Married for 22 years, my wife Anneke and I have 5 children ages 13 to 21.

For 32 years I have been a co-owner of Pro-Chem-Co, Inc., a specialty chemical manufacturer supplying the steel industry.

I have served on the Oak Park Village Board since 2017. Prior to that, I served as an Oak Park Township trustee, serving during my 6 years there on the Intergovernmental and Senior Services Committees, as well as the Community Mental Health Board.   I look forward to getting to know you better and hearing about your hopes for Oak Park in the weeks and months leading up to the election on April 2nd.

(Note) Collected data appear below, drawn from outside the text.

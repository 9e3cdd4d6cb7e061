//! Machine status task
//!
//! Reads the status bits, evaluates the status rules and publishes
//! `machineStatus` when the result differs from the previous status. It is the
//! only writer of the status board.

use crate::core::types::{Category, MachineStatus, Telemetry, VariableKind};
use crate::runtime::gate::PauseGate;
use crate::runtime::scheduler::pace;
use crate::runtime::supervisor::ConnectionSupervisor;
use crate::storage::uplink::Uplink;
use bridge_rules::StatusEvaluator;
use std::sync::atomic::{AtomicBool, Ordering};
use std::sync::Arc;
use std::time::Duration;
use tokio::sync::watch;
use tokio_util::sync::CancellationToken;
use tracing::{debug, info, trace, warn};

/// Current machine status, readable by anyone, written by the status task
#[derive(Debug)]
pub struct StatusBoard {
    current: watch::Sender<Option<MachineStatus>>,
    republish: AtomicBool,
}

impl Default for StatusBoard {
    fn default() -> Self {
        let (current, _) = watch::channel(None);
        Self {
            current,
            republish: AtomicBool::new(false),
        }
    }
}

impl StatusBoard {
    pub fn new() -> Arc<Self> {
        Arc::new(Self::default())
    }

    pub fn current(&self) -> Option<MachineStatus> {
        *self.current.borrow()
    }

    pub fn subscribe(&self) -> watch::Receiver<Option<MachineStatus>> {
        self.current.subscribe()
    }

    /// Ask the status task to publish the current status again
    pub fn request_republish(&self) {
        self.republish.store(true, Ordering::Release);
    }

    fn set(&self, status: MachineStatus) -> Option<MachineStatus> {
        self.current.send_replace(Some(status))
    }

    fn take_republish(&self) -> bool {
        self.republish.swap(false, Ordering::AcqRel)
    }
}

/// Address reported as the source of status telemetry
const STATUS_ADDRESS: &str = "status";

pub struct StatusPoller {
    evaluator: StatusEvaluator<MachineStatus>,
    supervisor: Arc<ConnectionSupervisor>,
    gate: Arc<PauseGate>,
    uplink: Arc<Uplink>,
    board: Arc<StatusBoard>,
    interval: Duration,
    last_error: Option<String>,
}

impl StatusPoller {
    pub fn new(
        evaluator: StatusEvaluator<MachineStatus>,
        supervisor: Arc<ConnectionSupervisor>,
        gate: Arc<PauseGate>,
        uplink: Arc<Uplink>,
        board: Arc<StatusBoard>,
        interval: Duration,
    ) -> Self {
        Self {
            evaluator,
            supervisor,
            gate,
            uplink,
            board,
            interval,
            last_error: None,
        }
    }

    pub async fn run(mut self, cancel: CancellationToken) {
        info!(
            "Status task on {}: {} bits, {} rules",
            self.supervisor.name(),
            self.evaluator.table().len(),
            self.evaluator.formula().rules().len()
        );

        loop {
            if !self.gate.wait_open(&cancel).await {
                break;
            }
            self.poll_once(&cancel).await;
            if !pace(self.interval, &cancel).await {
                break;
            }
        }

        debug!("Status task stopped");
    }

    /// One read-evaluate-publish pass; returns the status published, if any
    pub async fn poll_once(&mut self, cancel: &CancellationToken) -> Option<MachineStatus> {
        // The machine is on as soon as its controller answers
        if self.board.current().is_none() {
            self.board.set(MachineStatus::On);
            self.publish(MachineStatus::On).await;
            return Some(MachineStatus::On);
        }
        if self.board.take_republish() {
            if let Some(current) = self.board.current() {
                info!("Republishing status {}", current);
                self.publish(current).await;
            }
        }

        let addresses = self.evaluator.table().addresses().to_vec();
        let mut bits = Vec::with_capacity(addresses.len());
        for address in &addresses {
            let read = tokio::select! {
                () = cancel.cancelled() => return None,
                read = self.supervisor.read(address, VariableKind::Bit, 1) => read,
            };
            match read {
                Ok(value) => bits.push(value.is_truthy()),
                Err(e) => {
                    warn!("Status bit {} read failed: {}", address, e);
                    self.supervisor.report_failure();
                    return None;
                },
            }
        }

        let previous = self.board.current();
        match self.evaluator.evaluate(&bits, previous) {
            Ok(Some(status)) if Some(status) != previous => {
                self.last_error = None;
                self.board.set(status);
                info!(
                    "Machine status {} -> {}",
                    previous.map_or_else(|| "-".to_string(), |s| s.to_string()),
                    status
                );
                self.publish(status).await;
                Some(status)
            },
            Ok(result) => {
                self.last_error = None;
                trace!("Status unchanged ({:?})", result);
                None
            },
            Err(e) => {
                // Status frozen; log each distinct error once
                let message = e.to_string();
                if self.last_error.as_deref() != Some(message.as_str()) {
                    warn!("Status evaluation failed, keeping {:?}: {}", previous, message);
                    self.last_error = Some(message);
                }
                None
            },
        }
    }

    async fn publish(&self, status: MachineStatus) {
        let telemetry = Telemetry {
            name: MachineStatus::TELEMETRY_NAME.to_string(),
            address: STATUS_ADDRESS.to_string(),
            value: status.value(),
            category: Category::Status,
        };
        self.uplink.send(&telemetry).await;
    }
}
//! Machine status evaluation
//!
//! Maps a fixed-order vector of PLC bits to a machine status:
//!
//! - [`SymbolTable`]: declared address order to positional symbols (`a`, `b`, ..., `z`, `aa`, ...)
//! - [`Formula`]: restricted boolean formula over those symbols
//! - [`StatusFormula`]: priority-ordered `(priority, predicate, status)` rules, first match wins
//! - [`StatusEvaluator`]: symbol table plus rule set, checked against each other at load time
//!
//! ## Example
//!
//! ```
//! use bridge_rules::{Formula, StatusEvaluator, StatusFormula, StatusRule, SymbolTable};
//!
//! let table = SymbolTable::new(["M0", "Y4", "M3"]).unwrap();
//! let rules = StatusFormula::new(vec![
//!     StatusRule::new(0, Formula::parse(&table.expand("{M0}.{Y4}.(/{M3})").unwrap()).unwrap(), "run"),
//!     StatusRule::new(1, Formula::parse("c").unwrap(), "alarm"),
//! ]);
//! let evaluator = StatusEvaluator::new(table, rules).unwrap();
//!
//! assert_eq!(evaluator.evaluate(&[true, true, false], None).unwrap(), Some("run"));
//! assert_eq!(evaluator.evaluate(&[false, true, true], None).unwrap(), Some("alarm"));
//! ```

pub mod error;
pub mod formula;
pub mod status;
pub mod symbols;

pub use error::{EvaluationError, Result};
pub use formula::Formula;
pub use status::{StatusEvaluator, StatusFormula, StatusRule};
pub use symbols::{index_for_symbol, symbol_for_index, SymbolTable, MAX_SYMBOLS};
//! Data model shared by links, the scheduler and the uplink

use serde::{Deserialize, Serialize};
use std::fmt;
use std::str::FromStr;
use std::time::Duration;

/// Timestamp format of buffered records and the process log
pub const TIMESTAMP_FORMAT: &str = "%Y-%m-%dT%H:%M:%S%.6f";

/// Local time with microsecond precision, e.g. `2024-05-01T08:30:00.123456`
pub fn now_timestamp() -> String {
    chrono::Local::now().format(TIMESTAMP_FORMAT).to_string()
}

/// A value read from a device or published upstream
#[derive(Debug, Clone, PartialEq, Serialize, Deserialize)]
#[serde(untagged)]
pub enum Value {
    Bool(bool),
    Int(i64),
    Float(f64),
    Text(String),
}

impl Value {
    /// Bools as-is, numbers when non-zero, text when non-empty
    pub fn is_truthy(&self) -> bool {
        match self {
            Value::Bool(b) => *b,
            Value::Int(i) => *i != 0,
            Value::Float(f) => *f != 0.0,
            Value::Text(s) => !s.is_empty(),
        }
    }

    pub fn as_f64(&self) -> Option<f64> {
        match self {
            Value::Bool(b) => Some(if *b { 1.0 } else { 0.0 }),
            Value::Int(i) => Some(*i as f64),
            Value::Float(f) => Some(*f),
            Value::Text(_) => None,
        }
    }

    /// Numeric values multiplied by `factor`; bools and text unchanged
    pub fn scaled(&self, factor: f64) -> Value {
        match self {
            Value::Int(i) => Value::Float(*i as f64 * factor),
            Value::Float(f) => Value::Float(f * factor),
            other => other.clone(),
        }
    }
}

impl fmt::Display for Value {
    fn fmt(&self, f: &mut fmt::Formatter<'_>) -> fmt::Result {
        match self {
            Value::Bool(b) => write!(f, "{}", b),
            Value::Int(i) => write!(f, "{}", i),
            Value::Float(v) => write!(f, "{}", v),
            Value::Text(s) => f.write_str(s),
        }
    }
}

impl From<bool> for Value {
    fn from(v: bool) -> Self {
        Value::Bool(v)
    }
}

impl From<i64> for Value {
    fn from(v: i64) -> Self {
        Value::Int(v)
    }
}

impl From<f64> for Value {
    fn from(v: f64) -> Self {
        Value::Float(v)
    }
}

impl From<&str> for Value {
    fn from(v: &str) -> Self {
        Value::Text(v.to_string())
    }
}

impl From<String> for Value {
    fn from(v: String) -> Self {
        Value::Text(v)
    }
}

/// Device data type of a variable
#[derive(Debug, Clone, Copy, PartialEq, Eq, Hash, Serialize, Deserialize)]
#[serde(rename_all = "UPPERCASE")]
pub enum VariableKind {
    Bit,
    Word,
    DWord,
    Real,
    String,
    Counter,
    Timer,
}

impl VariableKind {
    pub fn as_str(&self) -> &'static str {
        match self {
            VariableKind::Bit => "BIT",
            VariableKind::Word => "WORD",
            VariableKind::DWord => "DWORD",
            VariableKind::Real => "REAL",
            VariableKind::String => "STRING",
            VariableKind::Counter => "COUNTER",
            VariableKind::Timer => "TIMER",
        }
    }
}

impl fmt::Display for VariableKind {
    fn fmt(&self, f: &mut fmt::Formatter<'_>) -> fmt::Result {
        f.write_str(self.as_str())
    }
}

impl FromStr for VariableKind {
    type Err = String;

    /// Case-insensitive; also accepts the aliases seen in vendor tables
    fn from_str(s: &str) -> Result<Self, Self::Err> {
        match s.trim().to_ascii_uppercase().as_str() {
            "BIT" | "BOOL" | "BOOLEAN" => Ok(VariableKind::Bit),
            "WORD" | "INT" | "INT16" => Ok(VariableKind::Word),
            "DWORD" | "DINT" | "INT32" => Ok(VariableKind::DWord),
            "REAL" | "FLOAT" => Ok(VariableKind::Real),
            "STRING" | "STR" => Ok(VariableKind::String),
            "COUNTER" => Ok(VariableKind::Counter),
            "TIMER" => Ok(VariableKind::Timer),
            other => Err(format!("unknown variable kind '{}'", other)),
        }
    }
}

/// Variable group category; decides the default poll pace
#[derive(Debug, Clone, Copy, PartialEq, Eq, Hash, Serialize, Deserialize)]
pub enum Category {
    Setting,
    Counting,
    Checking,
    Alarm,
    Status,
}

impl Category {
    pub const FAST_INTERVAL: Duration = Duration::from_millis(100);
    pub const SLOW_INTERVAL: Duration = Duration::from_secs(10);

    /// Pause between two variables of a group
    pub fn default_interval(&self) -> Duration {
        match self {
            Category::Setting => Self::SLOW_INTERVAL,
            Category::Counting | Category::Checking | Category::Alarm | Category::Status => {
                Self::FAST_INTERVAL
            },
        }
    }

    pub fn as_str(&self) -> &'static str {
        match self {
            Category::Setting => "Setting",
            Category::Counting => "Counting",
            Category::Checking => "Checking",
            Category::Alarm => "Alarm",
            Category::Status => "Status",
        }
    }
}

impl fmt::Display for Category {
    fn fmt(&self, f: &mut fmt::Formatter<'_>) -> fmt::Result {
        f.write_str(self.as_str())
    }
}

/// One polled address
#[derive(Debug, Clone, PartialEq, Serialize, Deserialize)]
pub struct Variable {
    pub address: String,
    pub kind: VariableKind,
    pub name: String,
    /// Element count passed to the link (string length, array size)
    #[serde(default = "default_count")]
    pub count: u16,
    /// Last value seen by the owning poll task
    #[serde(skip)]
    pub last_value: Option<Value>,
}

fn default_count() -> u16 {
    1
}

impl Variable {
    pub fn new(address: impl Into<String>, kind: VariableKind, name: impl Into<String>) -> Self {
        Self {
            address: address.into(),
            kind,
            name: name.into(),
            count: 1,
            last_value: None,
        }
    }

    /// Record `value`; true when it differs from the previous one
    pub fn observe(&mut self, value: &Value) -> bool {
        if self.last_value.as_ref() == Some(value) {
            return false;
        }
        self.last_value = Some(value.clone());
        true
    }
}

/// Variables polled together by one task
#[derive(Debug, Clone, PartialEq)]
pub struct VariableGroup {
    pub name: String,
    pub category: Category,
    /// Device the group is read from
    pub device: String,
    pub interval: Option<Duration>,
    /// Deployment-specific factor applied before publishing (e.g. 0.01)
    pub scale: Option<f64>,
    pub variables: Vec<Variable>,
}

impl VariableGroup {
    pub fn new(name: impl Into<String>, category: Category, device: impl Into<String>) -> Self {
        Self {
            name: name.into(),
            category,
            device: device.into(),
            interval: None,
            scale: None,
            variables: Vec::new(),
        }
    }

    pub fn with_variables(mut self, variables: Vec<Variable>) -> Self {
        self.variables = variables;
        self
    }

    pub fn with_interval(mut self, interval: Duration) -> Self {
        self.interval = Some(interval);
        self
    }

    pub fn with_scale(mut self, scale: f64) -> Self {
        self.scale = Some(scale);
        self
    }

    pub fn poll_interval(&self) -> Duration {
        self.interval
            .unwrap_or_else(|| self.category.default_interval())
    }

    pub fn publish_value(&self, raw: &Value) -> Value {
        match self.scale {
            Some(factor) => raw.scaled(factor),
            None => raw.clone(),
        }
    }
}

/// Machine classification; the discriminant is the published wire value
#[derive(Debug, Clone, Copy, PartialEq, Eq, Hash, Serialize, Deserialize)]
pub enum MachineStatus {
    On = 0,
    Run = 1,
    Idle = 2,
    Alarm = 3,
    Setup = 4,
    Off = 5,
    Ready = 6,
    WifiDisconnected = 7,
    EthernetDisconnected = 8,
}

impl MachineStatus {
    /// Telemetry name the status is published under
    pub const TELEMETRY_NAME: &'static str = "machineStatus";

    pub fn code(self) -> i64 {
        self as i64
    }

    pub fn from_code(code: i64) -> Option<Self> {
        Some(match code {
            0 => MachineStatus::On,
            1 => MachineStatus::Run,
            2 => MachineStatus::Idle,
            3 => MachineStatus::Alarm,
            4 => MachineStatus::Setup,
            5 => MachineStatus::Off,
            6 => MachineStatus::Ready,
            7 => MachineStatus::WifiDisconnected,
            8 => MachineStatus::EthernetDisconnected,
            _ => return None,
        })
    }

    pub fn value(self) -> Value {
        Value::Int(self.code())
    }

    /// Connectivity markers are not machine states and never become `previous`
    pub fn is_connectivity(self) -> bool {
        matches!(
            self,
            MachineStatus::WifiDisconnected | MachineStatus::EthernetDisconnected
        )
    }
}

impl fmt::Display for MachineStatus {
    fn fmt(&self, f: &mut fmt::Formatter<'_>) -> fmt::Result {
        write!(f, "{:?}({})", self, self.code())
    }
}

/// A telemetry sample kept while the uplink is down
#[derive(Debug, Clone, PartialEq, Serialize, Deserialize)]
pub struct BufferedRecord {
    pub name: String,
    pub value: Value,
    pub timestamp: String,
}

impl BufferedRecord {
    pub fn new(name: impl Into<String>, value: Value) -> Self {
        Self {
            name: name.into(),
            value,
            timestamp: now_timestamp(),
        }
    }
}

/// A detected change on its way to the uplink
#[derive(Debug, Clone, PartialEq)]
pub struct Telemetry {
    pub name: String,
    pub address: String,
    pub value: Value,
    pub category: Category,
}

impl Telemetry {
    /// `(topic, metric)` the sample is published under
    ///
    /// Alarms use the variable name as topic and the device address as metric.
    pub fn route(&self) -> (&str, &str) {
        match self.category {
            Category::Alarm => (&self.name, &self.address),
            _ => (&self.name, &self.name),
        }
    }
}

#[cfg(test)]
#[allow(clippy::disallowed_methods)] // Test code - unwrap is acceptable
mod tests {
    use super::*;

    #[test]
    fn test_value_truthiness() {
        assert!(Value::Bool(true).is_truthy());
        assert!(!Value::Int(0).is_truthy());
        assert!(Value::Int(-3).is_truthy());
        assert!(!Value::Float(0.0).is_truthy());
        assert!(!Value::Text(String::new()).is_truthy());
        assert!(Value::from("on").is_truthy());
    }

    #[test]
    fn test_value_json_is_plain_scalar() {
        assert_eq!(serde_json::to_string(&Value::Int(42)).unwrap(), "42");
        assert_eq!(serde_json::to_string(&Value::Bool(false)).unwrap(), "false");
        assert_eq!(serde_json::from_str::<Value>("1.5").unwrap(), Value::Float(1.5));
        assert_eq!(serde_json::from_str::<Value>("7").unwrap(), Value::Int(7));
        assert_eq!(
            serde_json::from_str::<Value>("\"LOT-7\"").unwrap(),
            Value::from("LOT-7")
        );
    }

    #[test]
    fn test_scaling() {
        let group = VariableGroup::new("settings", Category::Setting, "plc").with_scale(0.01);
        assert_eq!(group.publish_value(&Value::Int(2550)), Value::Float(25.5));
        assert_eq!(group.publish_value(&Value::Bool(true)), Value::Bool(true));
    }

    #[test]
    fn test_poll_interval_defaults() {
        let setting = VariableGroup::new("s", Category::Setting, "plc");
        assert_eq!(setting.poll_interval(), Duration::from_secs(10));
        let alarm = VariableGroup::new("a", Category::Alarm, "plc");
        assert_eq!(alarm.poll_interval(), Duration::from_millis(100));
        let custom = alarm.with_interval(Duration::from_millis(500));
        assert_eq!(custom.poll_interval(), Duration::from_millis(500));
    }

    #[test]
    fn test_variable_observe_detects_changes() {
        let mut var = Variable::new("D100", VariableKind::Word, "spindleSpeed");
        assert!(var.observe(&Value::Int(10)));
        assert!(!var.observe(&Value::Int(10)));
        assert!(var.observe(&Value::Int(11)));
        assert_eq!(var.last_value, Some(Value::Int(11)));
    }

    #[test]
    fn test_kind_parsing() {
        assert_eq!("bit".parse::<VariableKind>().unwrap(), VariableKind::Bit);
        assert_eq!(" DWORD ".parse::<VariableKind>().unwrap(), VariableKind::DWord);
        assert_eq!("float".parse::<VariableKind>().unwrap(), VariableKind::Real);
        assert!("blob".parse::<VariableKind>().is_err());
        assert_eq!(
            serde_json::to_string(&VariableKind::DWord).unwrap(),
            "\"DWORD\""
        );
    }

    #[test]
    fn test_status_codes() {
        assert_eq!(MachineStatus::On.code(), 0);
        assert_eq!(MachineStatus::EthernetDisconnected.code(), 8);
        for code in 0..=8 {
            assert_eq!(MachineStatus::from_code(code).unwrap().code(), code);
        }
        assert_eq!(MachineStatus::from_code(9), None);
        assert!(MachineStatus::WifiDisconnected.is_connectivity());
        assert!(!MachineStatus::Run.is_connectivity());
    }

    #[test]
    fn test_record_timestamp_has_microseconds() {
        let record = BufferedRecord::new("counter", Value::Int(1));
        let (_, fraction) = record.timestamp.rsplit_once('.').unwrap();
        assert_eq!(fraction.len(), 6);
        assert!(chrono::NaiveDateTime::parse_from_str(&record.timestamp, TIMESTAMP_FORMAT).is_ok());
    }

    #[test]
    fn test_alarm_routed_by_variable_topic() {
        let mut telemetry = Telemetry {
            name: "doorOpen".to_string(),
            address: "X0".to_string(),
            value: Value::Bool(true),
            category: Category::Alarm,
        };
        assert_eq!(telemetry.route(), ("doorOpen", "X0"));

        telemetry.category = Category::Counting;
        assert_eq!(telemetry.route(), ("doorOpen", "doorOpen"));
    }
}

As a lifelong Oak Parker, I am optimistic about our Village’s future.  I have seen Oak Park change in many ways – mostly positive ways.  Our long-term commitment to diversity and our excellent schools attract new residents who contribute to the vibrancy of our Village.    But my optimism is reality-based:  I know that we still have work to do.  Our business districts, our infrastructure and our commitment to those in need require continual attention and vigilance.  I think I bring a skill set to the Village board that can help the board address those issues.

As an experienced business owner, I know how important it is to keep your eye on the bottom line.  As a CPA, I bring my accountant’s perspective both to my business and to my service in government.  In my 2 years on the Village board and 6 years on the Township board, I have found that it is possible to deliver necessary services to Oak Park residents in a fiscally responsible way.  

How?  By asking questions and demanding answers.  A good accountant listens carefully and asks questions, with at least some idea of what the answer should be.  A trustee should, after carefully listening, be able to know what questions to ask and expect a reasonable answer.  I do that every day; if I didn’t, my business would fail.  Ultimately, it is about expecting accountability by the Village staff on behalf of the taxpayers. That is the fundamental purpose and duty of the Village Board of Trustees.  

As a business owner and certified public accountant, I have brought  this skill set to the Village board: an analytical approach to solving problems, a commitment to consensus-building, and a watchful eye on the bottom line.